The LAST 100 also highlights documentation that illustrates the lasting impact of private and federal funding over the past one hundred years on the development of Latin American Studies. Our program, like so many others, rests on both private philanthropy and the cumulative impacts of grants from the Rockefeller Foundation, the Ford Foundation, the Carnegie Corporation, the Mellon and Tinker Foundations, as well as from federal grant programs created by the National Defense and Education Act, which produced, and continues to produce, significant funding for Latin American Studies teaching and research through Title VI.

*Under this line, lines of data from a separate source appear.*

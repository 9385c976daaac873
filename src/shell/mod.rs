//! Tier 1: shell command segmentation, classification and aggregation.

pub mod aggregate;
pub mod classify;
pub mod command;
pub mod family;
pub mod packages;
pub mod segment;
pub mod vcs;

pub use aggregate::aggregate;
pub use classify::{classify, classify_segment};
pub use family::CommandFamily;
//! Subcommand-aware rules for package managers (npm family, cargo, pip, go).

use crate::policy::defaults::FORCE_FLAGS;
use crate::policy::types::SegmentVerdict;
use crate::shell::command::Command;
use crate::shell::family::PackageManager;

struct Table {
    read_only: &'static [&'static str],
    mutating: &'static [&'static str],
}

const NODE: Table = Table {
    read_only: &[
        "ls", "list", "ll", "la", "view", "info", "show", "v", "outdated", "why", "explain",
        "test", "t", "tst", "run", "run-script", "start", "build", "lint", "typecheck", "help",
        "--version", "-v", "prefix", "root", "bin", "whoami", "doctor",
    ],
    mutating: &[
        "install", "i", "in", "isntall", "add", "ci", "remove", "rm", "r", "un", "uninstall",
        "unlink", "update", "up", "upgrade", "publish", "unpublish", "link", "dedupe", "prune",
        "version", "init", "create", "exec", "dlx", "x", "deprecate", "dist-tag", "owner",
        "access", "token", "login", "logout", "adduser", "set-script", "patch",
    ],
};

const CARGO: Table = Table {
    read_only: &[
        "build", "b", "check", "c", "test", "t", "clippy", "fmt", "doc", "d", "bench", "run", "r",
        "tree", "metadata", "search", "version", "--version", "-V", "help", "nextest",
        "locate-project", "verify-project", "pkgid", "read-manifest", "expand", "llvm-cov",
        "deny", "audit", "machete", "outdated",
    ],
    mutating: &[
        "install", "uninstall", "publish", "add", "remove", "rm", "update", "upgrade", "yank",
        "login", "logout", "owner", "new", "init", "clean", "fix", "vendor", "generate-lockfile",
    ],
};

const PIP: Table = Table {
    read_only: &["list", "show", "freeze", "check", "help", "--version", "-V", "search"],
    mutating: &["install", "uninstall", "download", "wheel", "cache", "config"],
};

const GO: Table = Table {
    read_only: &["build", "test", "vet", "fmt", "run", "list", "version", "doc", "help"],
    mutating: &["get", "install", "clean", "generate", "work", "fix"],
};

/// Classify a package-manager invocation. `None` leaves it unclassified.
pub fn classify_package_manager(pm: PackageManager, cmd: &Command) -> Option<SegmentVerdict> {
    let operands = cmd.operands();
    let Some(sub) = operands.first().copied() else {
        return Some(bare_invocation(cmd));
    };
    let second = operands.get(1).copied();
    let force = cmd.flags().find(|f| FORCE_FLAGS.contains(f));

    // Subcommands whose safety depends on what follows them.
    let special = match (pm, sub) {
        (PackageManager::Node, "audit") => Some(second != Some("fix")),
        (PackageManager::Node, "config") | (PackageManager::Node, "c") => {
            Some(matches!(second, Some("get") | Some("list") | Some("ls")))
        }
        (PackageManager::Go, "mod") => Some(matches!(second, Some("graph") | Some("why") | Some("verify"))),
        (PackageManager::Go, "env") => Some(!cmd.has_any_flag(&["-w", "-u"])),
        _ => None,
    };

    let table = match pm {
        PackageManager::Node => &NODE,
        PackageManager::Cargo => &CARGO,
        PackageManager::Pip => &PIP,
        PackageManager::Go => &GO,
    };

    let read_only = match special {
        Some(read_only) => read_only,
        None if table.read_only.contains(&sub) => true,
        None if table.mutating.contains(&sub) => false,
        None => return None,
    };

    if read_only {
        return match force {
            Some(_) => None,
            None => Some(SegmentVerdict::Allow),
        };
    }

    Some(SegmentVerdict::Ask(format!(
        "{} {} changes installed packages or project state and requires confirmation",
        cmd.name, sub
    )))
}

/// `yarn` and `bun` with no subcommand install dependencies; the rest print help.
fn bare_invocation(cmd: &Command) -> SegmentVerdict {
    if matches!(cmd.name.as_str(), "yarn" | "bun") && cmd.flags().next().is_none() {
        SegmentVerdict::Ask(format!(
            "{} with no subcommand installs dependencies and requires confirmation",
            cmd.name
        ))
    } else {
        SegmentVerdict::Allow
    }
}
//! Config Store: loads `config.json` into a [`PolicyConfig`].
//!
//! Two entry points:
//! - [`load`] / [`load_from`] never fail. Any problem (missing file, bad
//!   JSON, unreadable state dir) yields the defaults, because a hook that
//!   errors out on a config typo would block the agent.
//! - [`load_strict`] / [`parse_config_file`] report errors; `warden check`
//!   uses them.
//!
//! # Example config file:
//! ```json
//! {
//!   "version": 1,
//!   "reviewEnabled": true,
//!   "allowedPaths": ["~/code/myproject", "/srv/shared"],
//!   "extraSafeCommands": ["kubectl"],
//!   "reviewer": { "model": "haiku", "timeoutSecs": 30 }
//! }
//! ```

use crate::policy::types::*;
use crate::utils::state;
use anyhow::{Context, Result};
use serde::Deserialize;
use std::path::Path;

/// The config as written, before entries are normalized into sets.
/// Kept separately so the linter can see duplicates and blanks.
#[derive(Debug, Clone, Default, Deserialize)]
#[serde(rename_all = "camelCase", default)]
pub struct RawConfig {
    pub version: Option<u32>,
    pub review_enabled: Option<bool>,
    pub allowed_paths: Option<StringOrVec>,
    pub extra_safe_commands: Option<StringOrVec>,
    pub reviewer: ReviewerConfig,
    pub pushback_ttl_secs: Option<u64>,
}

/// List fields may be a single string or a list of strings:
/// ```json
/// "allowedPaths": "/srv/shared"
/// "allowedPaths": ["/srv/shared", "~/code"]
/// ```
#[derive(Debug, Clone, Deserialize)]
#[serde(untagged)]
pub enum StringOrVec {
    Single(String),
    Multiple(Vec<String>),
}

impl StringOrVec {
    pub fn as_slice(&self) -> &[String] {
        match self {
            StringOrVec::Single(s) => std::slice::from_ref(s),
            StringOrVec::Multiple(v) => v,
        }
    }
}

impl RawConfig {
    pub fn allowed_paths(&self) -> &[String] {
        self.allowed_paths.as_ref().map_or(&[], StringOrVec::as_slice)
    }

    pub fn extra_safe_commands(&self) -> &[String] {
        self.extra_safe_commands
            .as_ref()
            .map_or(&[], StringOrVec::as_slice)
    }

    /// Normalize into the immutable config: entries trimmed, blanks dropped.
    pub fn to_config(&self) -> PolicyConfig {
        let defaults = PolicyConfig::default();
        let clean = |entries: &[String]| {
            entries
                .iter()
                .map(|e| e.trim())
                .filter(|e| !e.is_empty())
                .map(str::to_string)
                .collect()
        };

        PolicyConfig {
            version: self.version.unwrap_or(defaults.version),
            review_enabled: self.review_enabled.unwrap_or(defaults.review_enabled),
            allowed_paths: clean(self.allowed_paths()),
            extra_safe_commands: clean(self.extra_safe_commands()),
            reviewer: self.reviewer.clone(),
            pushback_ttl_secs: self.pushback_ttl_secs.unwrap_or(defaults.pushback_ttl_secs),
        }
    }
}

/// Load the config from the default location. Never fails.
pub fn load() -> PolicyConfig {
    match state::config_path() {
        Ok(path) => load_from(&path),
        Err(e) => {
            tracing::warn!(error = %e, "cannot locate config, using defaults");
            PolicyConfig::default()
        }
    }
}

/// Load the config from `path`. Never fails.
pub fn load_from(path: &Path) -> PolicyConfig {
    if !path.exists() {
        tracing::debug!(path = %path.display(), "no config file, using defaults");
        return PolicyConfig::default();
    }
    match parse_config_file(path) {
        Ok(raw) => raw.to_config(),
        Err(e) => {
            tracing::warn!(error = format!("{:#}", e), "invalid config, using defaults");
            PolicyConfig::default()
        }
    }
}

/// Load the config from `path`, reporting errors. Used by `warden check`.
pub fn load_strict(path: &Path) -> Result<PolicyConfig> {
    Ok(parse_config_file(path)?.to_config())
}

/// Parse a config file, reporting errors.
pub fn parse_config_file(path: impl AsRef<Path>) -> Result<RawConfig> {
    let path = path.as_ref();
    let content = std::fs::read_to_string(path)
        .with_context(|| format!("Failed to read config file: {}", path.display()))?;
    parse_config_str(&content)
        .with_context(|| format!("Failed to parse config file: {}", path.display()))
}

/// Parse config JSON.
pub fn parse_config_str(json: &str) -> Result<RawConfig> {
    let raw: RawConfig = serde_json::from_str(json).context("Invalid JSON in config file")?;

    if let Some(version) = raw.version {
        if version > CONFIG_VERSION {
            tracing::warn!(
                version,
                supported = CONFIG_VERSION,
                "config written by a newer warden; unknown fields are ignored"
            );
        }
    }

    Ok(raw)
}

The LAST 100 is designed to include many stories carried on through time by alumni and staff, many of whom you can hear from through their recorded testimonies. At a finer level, it is shaped by intentional and directed archival research into the records, publications, and documentary evidence of the university as well as through public media sources. The objective is to tell the story of Latin American Studies at Tulane in as full and complete a way as possible, and to make this story readily accessible and comprehensible to anyone who would have an interest in it.